Jim Hurst is an American bluegrass and country guitarist. He is known primarily as an instrumentalist but has also been credited for vocals with numerous other artists as well as his solo career. Hurst has performed with musicians that include Holly Dunn, Trisha Yearwood, Sara Evans, and Missy Raines. He has also won numerous awards for his work.

Career

Hurst began his career with playing country music in the 1980s and 90s. He was the guitarist for Holly Dunn and the Rio Band where he played both nationally and internationally. He toured with Trisha Yearwood where he played acoustic and electric guitar.

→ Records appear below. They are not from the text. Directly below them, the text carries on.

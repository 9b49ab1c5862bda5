use anyhow::Result;
use axum::{
    body::Body,
    extract::MatchedPath,
    http::{HeaderName, HeaderValue, Request},
    routing::{get, post},
    Extension, Router,
};
use std::sync::Arc;
use tokio::net::TcpListener;
use tower::ServiceBuilder;
use tower_http::{
    request_id::PropagateRequestIdLayer, set_header::SetRequestHeaderLayer, trace::TraceLayer,
};
use tracing::{info, info_span, Span};
use ulid::Ulid;

use crate::state::AuthState;

pub mod handlers;
mod openapi;

pub use openapi::ApiDoc;

/// Build the full application router, engine routes nested under the
/// configured base path.
#[must_use]
pub fn router(state: Arc<AuthState>) -> Router {
    let auth = Router::new()
        .route(
            "/signin/:provider",
            get(handlers::signin::signin).post(handlers::signin::signin_post),
        )
        .route(
            "/callback/:provider",
            get(handlers::callback::callback_get).post(handlers::callback::callback_post),
        )
        .route("/session", get(handlers::session::session))
        .route("/signout", post(handlers::signout::signout))
        .route("/csrf", get(handlers::csrf::csrf));

    Router::new()
        .route("/health", get(handlers::health::health))
        .route("/openapi.json", get(openapi::serve))
        .nest(state.config().base_path(), auth)
        .layer(
            ServiceBuilder::new()
                .layer(SetRequestHeaderLayer::if_not_present(
                    HeaderName::from_static("x-request-id"),
                    |_req: &_| HeaderValue::from_str(Ulid::new().to_string().as_str()).ok(),
                ))
                .layer(PropagateRequestIdLayer::new(HeaderName::from_static(
                    "x-request-id",
                )))
                .layer(TraceLayer::new_for_http().make_span_with(make_span))
                .layer(Extension(state)),
        )
}

/// Start the server
/// # Errors
/// Return error if failed to start the server
pub async fn new(port: u16, state: Arc<AuthState>) -> Result<()> {
    let app = router(state);

    let listener = TcpListener::bind(format!("::0:{port}")).await?;

    info!("Listening on [::]:{}", port);

    axum::serve(listener, app.into_make_service())
        .with_graceful_shutdown(async {
            let _ = tokio::signal::ctrl_c().await;
            info!("Gracefully shutdown");
        })
        .await?;

    Ok(())
}

fn make_span(request: &Request<Body>) -> Span {
    let request_id = request
        .headers()
        .get("x-request-id")
        .and_then(|val| val.to_str().ok())
        .unwrap_or("none");
    let matched_path = request
        .extensions()
        .get::<MatchedPath>()
        .map_or_else(|| request.uri().path(), MatchedPath::as_str);

    info_span!(
        "http.request",
        http.method = %request.method(),
        http.route = matched_path,
        request_id
    )
}
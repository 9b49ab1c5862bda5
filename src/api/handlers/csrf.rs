use axum::{
    http::HeaderMap,
    response::{IntoResponse, Json, Response},
    Extension,
};
use serde_json::json;
use std::sync::Arc;

use crate::{cookies::RequestCookies, csrf, state::AuthState};

use super::apply_cookies;

/// Double-submit CSRF token for the next POST request. Reuses a valid
/// cookie, mints one otherwise.
#[utoipa::path(
    get,
    path = "/auth/csrf",
    tag = "ensaluti",
    responses(
        (status = 200, description = "The CSRF token to echo in POST bodies")
    )
)]
pub async fn csrf(
    Extension(state): Extension<Arc<AuthState>>,
    headers: HeaderMap,
) -> Response {
    let request_cookies = RequestCookies::from_headers(&headers);
    let (token, minted) = csrf::ensure(&request_cookies, state.config());

    let mut response_headers = HeaderMap::new();
    if let Some(cookie) = minted {
        apply_cookies(&mut response_headers, std::slice::from_ref(&cookie));
    }
    (response_headers, Json(json!({ "csrfToken": token }))).into_response()
}
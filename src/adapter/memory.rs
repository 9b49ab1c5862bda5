//! In-memory adapter for development and tests.
//!
//! Not for production: state lives in the process and is lost on restart.
//! It implements the full contract, including read-once verification tokens,
//! so the session engine behaves identically against it.

use anyhow::Result;
use async_trait::async_trait;
use std::collections::HashMap;
use tokio::sync::Mutex;
use uuid::Uuid;

use super::{Adapter, AdapterSession, AdapterUser, VerificationToken};
use crate::provider::Account;

#[derive(Default)]
struct Inner {
    users: HashMap<String, AdapterUser>,
    /// (provider, provider_account_id) -> user id
    accounts: HashMap<(String, String), String>,
    sessions: HashMap<String, AdapterSession>,
    verification_tokens: HashMap<(String, String), VerificationToken>,
}

#[derive(Default)]
pub struct MemoryAdapter {
    inner: Mutex<Inner>,
}

impl MemoryAdapter {
    #[must_use]
    pub fn new() -> Self {
        Self::default()
    }
}

#[async_trait]
impl Adapter for MemoryAdapter {
    async fn create_user(&self, mut user: AdapterUser) -> Result<AdapterUser> {
        if user.id.is_empty() {
            user.id = Uuid::new_v4().to_string();
        }
        let mut inner = self.inner.lock().await;
        inner.users.insert(user.id.clone(), user.clone());
        Ok(user)
    }

    async fn get_user(&self, id: &str) -> Result<Option<AdapterUser>> {
        Ok(self.inner.lock().await.users.get(id).cloned())
    }

    async fn get_user_by_email(&self, email: &str) -> Result<Option<AdapterUser>> {
        Ok(self
            .inner
            .lock()
            .await
            .users
            .values()
            .find(|user| user.email.as_deref() == Some(email))
            .cloned())
    }

    async fn get_user_by_account(
        &self,
        provider: &str,
        provider_account_id: &str,
    ) -> Result<Option<AdapterUser>> {
        let inner = self.inner.lock().await;
        let key = (provider.to_string(), provider_account_id.to_string());
        Ok(inner
            .accounts
            .get(&key)
            .and_then(|user_id| inner.users.get(user_id))
            .cloned())
    }

    async fn update_user(&self, user: AdapterUser) -> Result<AdapterUser> {
        let mut inner = self.inner.lock().await;
        inner.users.insert(user.id.clone(), user.clone());
        Ok(user)
    }

    async fn delete_user(&self, id: &str) -> Result<()> {
        let mut inner = self.inner.lock().await;
        inner.users.remove(id);
        inner.accounts.retain(|_, user_id| user_id != id);
        inner.sessions.retain(|_, session| session.user_id != id);
        Ok(())
    }

    async fn link_account(&self, user_id: &str, account: Account) -> Result<()> {
        let mut inner = self.inner.lock().await;
        inner.accounts.insert(
            (account.provider, account.provider_account_id),
            user_id.to_string(),
        );
        Ok(())
    }

    async fn unlink_account(&self, provider: &str, provider_account_id: &str) -> Result<()> {
        let key = (provider.to_string(), provider_account_id.to_string());
        self.inner.lock().await.accounts.remove(&key);
        Ok(())
    }

    async fn create_session(&self, session: AdapterSession) -> Result<AdapterSession> {
        let mut inner = self.inner.lock().await;
        inner
            .sessions
            .insert(session.session_token.clone(), session.clone());
        Ok(session)
    }

    async fn get_session_and_user(
        &self,
        session_token: &str,
    ) -> Result<Option<(AdapterSession, AdapterUser)>> {
        let inner = self.inner.lock().await;
        let Some(session) = inner.sessions.get(session_token) else {
            return Ok(None);
        };
        let Some(user) = inner.users.get(&session.user_id) else {
            return Ok(None);
        };
        Ok(Some((session.clone(), user.clone())))
    }

    async fn update_session(
        &self,
        session_token: &str,
        expires: i64,
    ) -> Result<Option<AdapterSession>> {
        let mut inner = self.inner.lock().await;
        Ok(inner.sessions.get_mut(session_token).map(|session| {
            session.expires = expires;
            session.clone()
        }))
    }

    async fn delete_session(&self, session_token: &str) -> Result<()> {
        self.inner.lock().await.sessions.remove(session_token);
        Ok(())
    }

    async fn create_verification_token(
        &self,
        token: VerificationToken,
    ) -> Result<VerificationToken> {
        let mut inner = self.inner.lock().await;
        inner
            .verification_tokens
            .insert((token.identifier.clone(), token.token.clone()), token.clone());
        Ok(token)
    }

    async fn use_verification_token(
        &self,
        identifier: &str,
        token: &str,
    ) -> Result<Option<VerificationToken>> {
        let key = (identifier.to_string(), token.to_string());
        Ok(self.inner.lock().await.verification_tokens.remove(&key))
    }
}

#[cfg(test)]
mod tests {
    use super::*;
    use crate::provider::TokenSet;

    fn account(provider: &str, provider_account_id: &str) -> Account {
        Account {
            provider: provider.to_string(),
            provider_type: "oidc".to_string(),
            provider_account_id: provider_account_id.to_string(),
            tokens: TokenSet::default(),
        }
    }

    #[tokio::test]
    #[allow(clippy::unwrap_used)]
    async fn user_and_account_linkage_round_trips() {
        let adapter = MemoryAdapter::new();
        let user = adapter
            .create_user(AdapterUser {
                email: Some("alice@example.com".to_string()),
                ..AdapterUser::default()
            })
            .await
            .unwrap();
        assert!(!user.id.is_empty());

        adapter.link_account(&user.id, account("acme", "u1")).await.unwrap();
        let found = adapter.get_user_by_account("acme", "u1").await.unwrap();
        assert_eq!(found, Some(user.clone()));

        adapter.unlink_account("acme", "u1").await.unwrap();
        assert_eq!(adapter.get_user_by_account("acme", "u1").await.unwrap(), None);
    }

    #[tokio::test]
    #[allow(clippy::unwrap_used)]
    async fn absent_lookups_are_none_not_errors() {
        let adapter = MemoryAdapter::new();
        assert_eq!(adapter.get_user("missing").await.unwrap(), None);
        assert_eq!(adapter.get_user_by_email("missing@example.com").await.unwrap(), None);
        assert!(adapter.get_session_and_user("missing").await.unwrap().is_none());
        assert_eq!(adapter.update_session("missing", 0).await.unwrap(), None);
    }

    #[tokio::test]
    #[allow(clippy::unwrap_used)]
    async fn sessions_follow_their_user() {
        let adapter = MemoryAdapter::new();
        let user = adapter.create_user(AdapterUser::default()).await.unwrap();
        adapter
            .create_session(AdapterSession {
                session_token: "tok".to_string(),
                user_id: user.id.clone(),
                expires: 4_102_444_800,
            })
            .await
            .unwrap();

        let (session, found) = adapter.get_session_and_user("tok").await.unwrap().unwrap();
        assert_eq!(session.user_id, user.id);
        assert_eq!(found.id, user.id);

        adapter.delete_user(&user.id).await.unwrap();
        assert!(adapter.get_session_and_user("tok").await.unwrap().is_none());
    }

    #[tokio::test]
    #[allow(clippy::unwrap_used)]
    async fn verification_tokens_are_read_once() {
        let adapter = MemoryAdapter::new();
        adapter
            .create_verification_token(VerificationToken {
                identifier: "alice@example.com".to_string(),
                token: "t-1".to_string(),
                expires: 4_102_444_800,
            })
            .await
            .unwrap();

        let first = adapter
            .use_verification_token("alice@example.com", "t-1")
            .await
            .unwrap();
        assert!(first.is_some());
        let second = adapter
            .use_verification_token("alice@example.com", "t-1")
            .await
            .unwrap();
        assert!(second.is_none());
    }
}
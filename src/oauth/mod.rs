//! OAuth2/OIDC protocol core: endpoint resolution, authorization redirects,
//! code exchange, ID-token validation, and the callback state machine.

pub mod authorize;
pub mod callback;
pub mod discovery;
pub mod exchange;
pub mod id_token;
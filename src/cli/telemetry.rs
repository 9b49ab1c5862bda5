use anyhow::Result;
use once_cell::sync::OnceCell;
use opentelemetry::{global, trace::TracerProvider as _, KeyValue};
use opentelemetry_otlp::WithExportConfig;
use opentelemetry_sdk::{
    trace::{SdkTracerProvider, Tracer},
    Resource,
};
use std::{env::var, time::Duration};
use tracing::{debug, Level};
use tracing_subscriber::{fmt, layer::SubscriberExt, EnvFilter, Registry};
use ulid::Ulid;

static TRACER_PROVIDER: OnceCell<SdkTracerProvider> = OnceCell::new();

fn normalize_endpoint(ep: String) -> String {
    if ep.starts_with("http://") || ep.starts_with("https://") {
        ep
    } else {
        // Default to https for gRPC if no scheme supplied
        format!("https://{}", ep.trim_end_matches('/'))
    }
}

fn init_tracer() -> Result<Tracer> {
    let default_ep = "http://localhost:4317";
    let endpoint = var("OTEL_EXPORTER_OTLP_ENDPOINT").unwrap_or_else(|_| default_ep.to_string());
    let endpoint = normalize_endpoint(endpoint);

    let exporter = opentelemetry_otlp::SpanExporter::builder()
        .with_tonic()
        .with_endpoint(&endpoint)
        .with_timeout(Duration::from_secs(3))
        .build()?;

    let instance_id = var("OTEL_SERVICE_INSTANCE_ID").unwrap_or_else(|_| Ulid::new().to_string());

    let trace_provider = SdkTracerProvider::builder()
        .with_batch_exporter(exporter)
        .with_resource(
            Resource::builder_empty()
                .with_attributes(vec![
                    KeyValue::new("service.name", env!("CARGO_PKG_NAME")),
                    KeyValue::new("service.version", env!("CARGO_PKG_VERSION")),
                    KeyValue::new("service.instance.id", instance_id),
                ])
                .build(),
        )
        .build();

    // Store provider for later shutdown
    let _ = TRACER_PROVIDER.set(trace_provider.clone());

    global::set_tracer_provider(trace_provider.clone());

    Ok(trace_provider.tracer(env!("CARGO_PKG_NAME")))
}

/// Initialize logging + (optional) tracing exporter
/// Tracing is enabled if `OTEL_EXPORTER_OTLP_ENDPOINT` is set (gRPC only).
///
/// # Errors
///
/// Returns an error if tracer or subscriber initialization fails
pub fn init(verbosity_level: Option<Level>) -> Result<()> {
    let verbosity_level = verbosity_level.unwrap_or(Level::ERROR);

    let fmt_layer = fmt::layer()
        .with_file(false)
        .with_line_number(false)
        .with_thread_ids(false)
        .with_thread_names(false)
        .with_target(false)
        .pretty();

    let filter = EnvFilter::builder()
        .with_default_directive(verbosity_level.into())
        .from_env_lossy()
        .add_directive("hyper=error".parse()?)
        .add_directive("tokio=error".parse()?)
        .add_directive("opentelemetry_sdk=warn".parse()?);

    if var("OTEL_EXPORTER_OTLP_ENDPOINT").is_ok() {
        let tracer = init_tracer()?;
        let otel_layer = tracing_opentelemetry::layer().with_tracer(tracer);

        let subscriber = Registry::default()
            .with(fmt_layer)
            .with(otel_layer)
            .with(filter);
        tracing::subscriber::set_global_default(subscriber)?;
    } else {
        let subscriber = Registry::default().with(fmt_layer).with(filter);
        tracing::subscriber::set_global_default(subscriber)?;
    }

    Ok(())
}

/// Gracefully shut down tracer provider (noop if not initialized)
pub fn shutdown_tracer() {
    if let Some(tp) = TRACER_PROVIDER.get() {
        debug!("shutting down tracer provider");
        let _ = tp.shutdown();
        debug!("tracer provider shutdown complete");
    }
}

Hurst joined Claire Lynch and the Front Porch String Band in 1995. During that time he met Missy Raines and they formed the duet "Jim Hurst and Missy Raines," playing together until 2000. During their time together they released two albums which won them International Bluegrass Music Awards for Guitar Player of the Year and Bass Player of the Year in both 2001 and 2002. Hurst has returned to play with Lynch for a brief time in 2015 when her guitarist Matt Wingate left her group.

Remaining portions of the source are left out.